椎名林檎で好きな曲を1曲だけ選べと言われたらけっこう迷うけど、東京事変で1曲だけ選べと言われたら迷わずにこれを挙げる。
『大人』と書いてアダルトと読むアルバムより、透明人間。
バンドとしての完成度の高さがよく表れた1曲で、いま調べたら解散ライブで最後にやった曲だということだから、本人らとしてもなかなかにお気に入りだったのではなかろうか。
とりわけ良いのは、歌詞の主人公である透明人間氏の不器用さを完璧に表現してみせた浮雲さんのギターだ。

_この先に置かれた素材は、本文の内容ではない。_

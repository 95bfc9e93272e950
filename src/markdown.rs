//! Markdown tokenization
//!
//!     Raw text flows one way through this module:
//!
//!         raw text → [tokenizer] → (marked string, tokens) → [balancing] → balanced tokens
//!
//!     The [elements] catalog drives the tokenizer. Only six element kinds plus line breaks are
//!     recognized; everything else passes through as plain text. The tokenizer never rejects
//!     input, and unbalanced emphasis is corrected afterwards by dropping the dangling tag.
//!
//!     [balancing::tokenize_balanced] runs both steps in one call, and [formats] serializes
//!     the result for tooling.

pub mod balancing;
pub mod elements;
pub mod formats;
pub mod token;
pub mod tokenizer;

pub use balancing::{drop_dangling_symmetric_tags, is_balanced, tokenize_balanced};
pub use elements::{ElementKind, ElementSpec, ELEMENTS};
pub use token::Token;
pub use tokenizer::{tokenize, Tokenized};
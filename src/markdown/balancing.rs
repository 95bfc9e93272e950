//! Tag balancing
//!
//!     Symmetric kinds (Italic, Bold) open and close with the same marker, so a well formed
//!     stream holds an even number of each. When a kind has an odd count, its last occurrence
//!     in document order is the dangling one and is dropped. Earlier occurrences may still
//!     pair with an opener that follows them, so removing the last one disturbs the fewest
//!     existing pairs.
//!
//!     Removal goes by position in the list, not by value. Two tokens comparing equal would
//!     otherwise make the removed one ambiguous.
//!
//!     Non-symmetric kinds are never inspected. At most one token per symmetric kind is
//!     removed, and the relative order of everything else is kept.

use super::elements::{self, ElementKind};
use super::token::Token;
use super::tokenizer::{self, Tokenized};

impl Tokenized {
    /// Drop dangling symmetric tags, keeping the marked string as is
    pub fn balanced(self) -> Tokenized {
        let tokens = drop_dangling_symmetric_tags(&self.tokens);
        Tokenized {
            marked: self.marked,
            tokens,
        }
    }
}

/// Tokenize then balance, the way a renderer consumes the token stream
pub fn tokenize_balanced(raw: &str) -> Tokenized {
    tokenizer::tokenize(raw).balanced()
}

/// Drop the last occurrence of every symmetric kind that has an odd count
pub fn drop_dangling_symmetric_tags(tokens: &[Token]) -> Vec<Token> {
    let dangling = dangling_tag_positions(tokens);
    if dangling.is_empty() {
        return tokens.to_vec();
    }

    for &index in &dangling {
        let token = tokens[index];
        tracing::debug!(kind = %token.kind, start = token.start, "dropping dangling tag");
    }

    tokens
        .iter()
        .enumerate()
        .filter(|(index, _)| dangling.binary_search(index).is_err())
        .map(|(_, token)| *token)
        .collect()
}

/// Indices of the tokens [drop_dangling_symmetric_tags] would remove, ascending
pub fn dangling_tag_positions(tokens: &[Token]) -> Vec<usize> {
    let mut positions: Vec<usize> = elements::symmetric_kinds()
        .filter_map(|kind| dangling_position(tokens, kind))
        .collect();
    positions.sort_unstable();
    positions
}

/// True when every symmetric kind occurs an even number of times
pub fn is_balanced(tokens: &[Token]) -> bool {
    elements::symmetric_kinds().all(|kind| count_of(tokens, kind) % 2 == 0)
}

fn dangling_position(tokens: &[Token], kind: ElementKind) -> Option<usize> {
    if count_of(tokens, kind) % 2 == 0 {
        return None;
    }

    // last in document order: highest start, not last in the slice
    tokens
        .iter()
        .enumerate()
        .filter(|(_, token)| token.kind == kind)
        .max_by_key(|(index, token)| (token.start, *index))
        .map(|(index, _)| index)
}

fn count_of(tokens: &[Token], kind: ElementKind) -> usize {
    tokens.iter().filter(|token| token.kind == kind).count()
}
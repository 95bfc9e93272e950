//! Configuration loading
//!
//! `defaults/mdtok.default.toml` is compiled in and always forms the bottom layer. The CLI adds
//! `./mdtok.toml` if present, then a `--config` file, then its own flags.

use config::builder::DefaultState;
use config::{Config, ConfigBuilder, ConfigError, File, FileFormat, ValueKind};
use serde::Deserialize;
use std::path::Path;

const DEFAULT_TOML: &str = include_str!("../defaults/mdtok.default.toml");

/// Top-level configuration
#[derive(Debug, Clone, Deserialize)]
pub struct MdtokConfig {
    pub output: OutputConfig,
    pub balancing: BalancingConfig,
}

#[derive(Debug, Clone, Deserialize)]
pub struct OutputConfig {
    /// Name of a format registered in [FormatRegistry](crate::markdown::formats::FormatRegistry)
    pub format: String,
}

#[derive(Debug, Clone, Deserialize)]
pub struct BalancingConfig {
    pub enabled: bool,
}

/// Picked up from the working directory when present
pub const LOCAL_CONFIG_FILE: &str = "mdtok.toml";

/// Builds an [MdtokConfig] from the embedded defaults and whatever is layered on top.
/// Later layers win.
#[derive(Debug, Clone)]
pub struct Loader {
    builder: ConfigBuilder<DefaultState>,
}

impl Loader {
    pub fn with_defaults() -> Self {
        let builder = Config::builder().add_source(File::from_str(DEFAULT_TOML, FileFormat::Toml));
        Self { builder }
    }

    /// Layer a TOML file that has to exist
    pub fn with_file(self, path: impl AsRef<Path>) -> Self {
        self.add_file(path.as_ref(), true)
    }

    /// Layer a TOML file if it exists, [LOCAL_CONFIG_FILE] in practice
    pub fn with_optional_file(self, path: impl AsRef<Path>) -> Self {
        self.add_file(path.as_ref(), false)
    }

    /// Select the output format by its registry name
    pub fn with_format(self, name: &str) -> Result<Self, ConfigError> {
        self.set("output.format", name)
    }

    pub fn with_balancing(self, enabled: bool) -> Result<Self, ConfigError> {
        self.set("balancing.enabled", enabled)
    }

    pub fn build(self) -> Result<MdtokConfig, ConfigError> {
        self.builder.build()?.try_deserialize()
    }

    fn add_file(mut self, path: &Path, required: bool) -> Self {
        let source = File::from(path).format(FileFormat::Toml).required(required);
        self.builder = self.builder.add_source(source);
        self
    }

    fn set(mut self, key: &str, value: impl Into<ValueKind>) -> Result<Self, ConfigError> {
        self.builder = self.builder.set_override(key, value)?;
        Ok(self)
    }
}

最初に前任ギタリスト氏がこの曲にフレージングしたとき、良くも悪くも、それまでのバンド版椎名林檎にありがちな、椎名林檎らしい楽曲だったのだけど、浮雲ギターが見事にその従来の林檎バンド色を消してしまった(透明人間だけに)。
また、これは東京事変というバンドの特徴だと思うのだけど、みんながみんなアホほど上手いので、お互いがお互いを殺してしまわぬよう、極めて慎重に出方をうかがっている。
曲によってはそれゆえ退屈に感じるものもあるのだけど、この曲はそのバランスが絶妙だ。
間奏で調を整えるピアノのアプローチも抜群。
以上です。毎日染まる空の短い季節ももうじきに新しくなりそうですが、未だ関東出張中の僕です。